Writing journal papers and the review process
Publishing papers in refereed journals is the staple of professional research. It is one of the keys activities from which productivity and impact are judged, and one of the basic requirements for continuing to be successful in an academic career. Writing a paper for the first time, however, can be a daunting activity for students. This presentation will cover the paper submission and review process to give students an idea of what to expect, and provide some context to help demystify this basic academic pursuit. It will also include some personal thoughts and tips on preparing papers.
Astronomers often refer to a "cosmic symphony" of signals spanning the electromagnetic spectrum from low-frequency radio waves to high-energy gamma-rays. I will present a series of case studies to show how the combination of data from observing facilities working at different wavelengths can provide new insights into astrophysical problems.
Full-stack science workflow += the ipython notebook
My talk will range from setting up a bashrc, to how you spend your time on a day to day basis, to the ultimate goal of clearly communicating reproducible scientific results. I'll have many examples of common pitfalls to avoid and a few tactics that can get you series of small wins in the battle that we call research. Finally, I will demonstrate the ipython notebook which I think will become a game changer for sharing reproducible science. I will make my slides and my code publically available after the talk.

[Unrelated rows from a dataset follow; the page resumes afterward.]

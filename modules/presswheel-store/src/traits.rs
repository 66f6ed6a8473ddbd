// Storage seams for the admission pipeline.
//
// WheelStore: the single round-robin cursor row, written with compare-and-swap.
// TopicLockStore: append-only exact-topic guards, read within a rolling window.
// ArtifactStore: the catalog view the duplicate checks read and admissions write.
//
// Implemented by PgStore (postgres) and MemoryStore (tests).

use std::sync::Arc;

use anyhow::Result;
use async_trait::async_trait;
use chrono::{DateTime, NaiveDate, Utc};

use presswheel_common::{NewArtifact, RecentArtifact, TopicLock, VersionedWheel, WheelState};

// ---------------------------------------------------------------------------
// WheelStore
// ---------------------------------------------------------------------------

#[async_trait]
pub trait WheelStore: Send + Sync {
    /// Read the persisted cursor. `None` on first boot.
    async fn load_wheel(&self) -> Result<Option<VersionedWheel>>;

    /// Conditionally write the cursor.
    ///
    /// `expected_version` is the version returned by `load_wheel` (or `None`
    /// if no row existed). Returns `false` without writing when the stored
    /// row no longer matches, i.e. another run committed in between.
    async fn save_wheel(&self, state: &WheelState, expected_version: Option<i64>) -> Result<bool>;
}

// ---------------------------------------------------------------------------
// TopicLockStore
// ---------------------------------------------------------------------------

#[async_trait]
pub trait TopicLockStore: Send + Sync {
    /// Most recent lock for `topic_hash` with `date >= cutoff`.
    async fn find_active_lock(&self, topic_hash: &str, cutoff: NaiveDate)
        -> Result<Option<TopicLock>>;

    /// Append a lock unless one for the same hash is already active
    /// (`date >= cutoff`). Returns whether the lock was written.
    async fn create_lock(&self, lock: &TopicLock, cutoff: NaiveDate) -> Result<bool>;
}

// ---------------------------------------------------------------------------
// ArtifactStore
// ---------------------------------------------------------------------------

#[async_trait]
pub trait ArtifactStore: Send + Sync {
    /// Artifacts created at or after `since`, newest first, at most `limit` rows.
    async fn recent_artifacts(
        &self,
        since: DateTime<Utc>,
        limit: usize,
        published_only: bool,
    ) -> Result<Vec<RecentArtifact>>;

    async fn insert_artifact(&self, artifact: &NewArtifact) -> Result<()>;

    /// Flip `published` off for the given ids. Returns rows changed.
    async fn unpublish(&self, ids: &[String]) -> Result<u64>;
}

// ---------------------------------------------------------------------------
// Arc<S> blankets: lets tests share one store across seams for assertions
// ---------------------------------------------------------------------------

#[async_trait]
impl<S: WheelStore + ?Sized> WheelStore for Arc<S> {
    async fn load_wheel(&self) -> Result<Option<VersionedWheel>> {
        (**self).load_wheel().await
    }

    async fn save_wheel(&self, state: &WheelState, expected_version: Option<i64>) -> Result<bool> {
        (**self).save_wheel(state, expected_version).await
    }
}

#[async_trait]
impl<S: TopicLockStore + ?Sized> TopicLockStore for Arc<S> {
    async fn find_active_lock(
        &self,
        topic_hash: &str,
        cutoff: NaiveDate,
    ) -> Result<Option<TopicLock>> {
        (**self).find_active_lock(topic_hash, cutoff).await
    }

    async fn create_lock(&self, lock: &TopicLock, cutoff: NaiveDate) -> Result<bool> {
        (**self).create_lock(lock, cutoff).await
    }
}

#[async_trait]
impl<S: ArtifactStore + ?Sized> ArtifactStore for Arc<S> {
    async fn recent_artifacts(
        &self,
        since: DateTime<Utc>,
        limit: usize,
        published_only: bool,
    ) -> Result<Vec<RecentArtifact>> {
        (**self).recent_artifacts(since, limit, published_only).await
    }

    async fn insert_artifact(&self, artifact: &NewArtifact) -> Result<()> {
        (**self).insert_artifact(artifact).await
    }

    async fn unpublish(&self, ids: &[String]) -> Result<u64> {
        (**self).unpublish(ids).await
    }
}
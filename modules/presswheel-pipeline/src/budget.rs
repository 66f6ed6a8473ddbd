use std::time::Duration;

use tokio::time::Instant;

/// Wall-clock budget for one invocation.
///
/// The deadline is set by the invocation environment; this only decides
/// whether another generation attempt still fits before it.
pub struct RunBudget {
    started: Instant,
    total: Duration,
    per_item: Duration,
}

impl RunBudget {
    pub fn new(total: Duration, per_item: Duration) -> Self {
        Self::started_at(Instant::now(), total, per_item)
    }

    /// Budget whose clock began at `started`, so startup I/O done before the
    /// run (connecting, migrating) counts against the same deadline.
    pub fn started_at(started: Instant, total: Duration, per_item: Duration) -> Self {
        Self {
            started,
            total,
            per_item,
        }
    }

    pub fn from_secs(total_secs: u64, per_item_secs: u64) -> Self {
        Self::new(
            Duration::from_secs(total_secs),
            Duration::from_secs(per_item_secs),
        )
    }

    pub fn elapsed(&self) -> Duration {
        self.started.elapsed()
    }

    pub fn remaining(&self) -> Duration {
        self.total.saturating_sub(self.elapsed())
    }

    /// True if one more attempt at the estimated per-item cost still fits.
    pub fn has_room(&self) -> bool {
        self.remaining() >= self.per_item
    }
}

A Students Guide: What you need to know about National astronomy infrastructure funding and access
National research infrastructure in Australia has been supported through a variety of Federal Government programs that can look like alphabet soup (NCRIS, CRIS, EIF, NeCTAR, RDSI..!). These programs, alongside those within the AAO and CSIRO-CASS, have allowed Australia to build, upgrade, and operate a wide variety of telescopes, instruments, and computational facilities. This talk will cut through the acronyms and focus on questions such as: how are astronomy infrastructure priorities determined; how is the funding for National astronomy infrastructure allocated and managed; how can you use these facilities; what does the future hold; and can you be involved?
This discussion will cover a wide range of topics with questions submitted by students on the first day of the school.
|SUNDAY 20TH JULY
Mind the Gap: Planetary Nebulae - the short phase in the long stellar evolutionary story between the AGB and white dwarf.
Planetary nebulae are an important yet very short 20,000-30,000 year phase in the billion year lifetimes of low to intermediate mass stars. In this talk I will explain how useful they are in stellar astrophysics. This is not only in terms of improving our understanding of late stage stellar evolution by bridging the gap between pulsating AGB stars and passive white dwarfs but also how they enrich the ISM and betray the chemical evolution of their progenitors. They provide powerful diagnostics of their ejected environment through plasma physics and enable us to trace their distributions and chemical gradients across the galaxy and beyond. Work at MQ has been at the forefront in exploiting these useful astrophysical probes and some of our latest work and results will be presented.
Confronting theoretical and observational cosmology - shedding light on dark matters
I will provide a rapid review of modern cosmology, with particular emphasis on the standard cosmological model, open issues relating to dark matter and dark energy, current theoretical and observational research avenues, and opportunities for the future.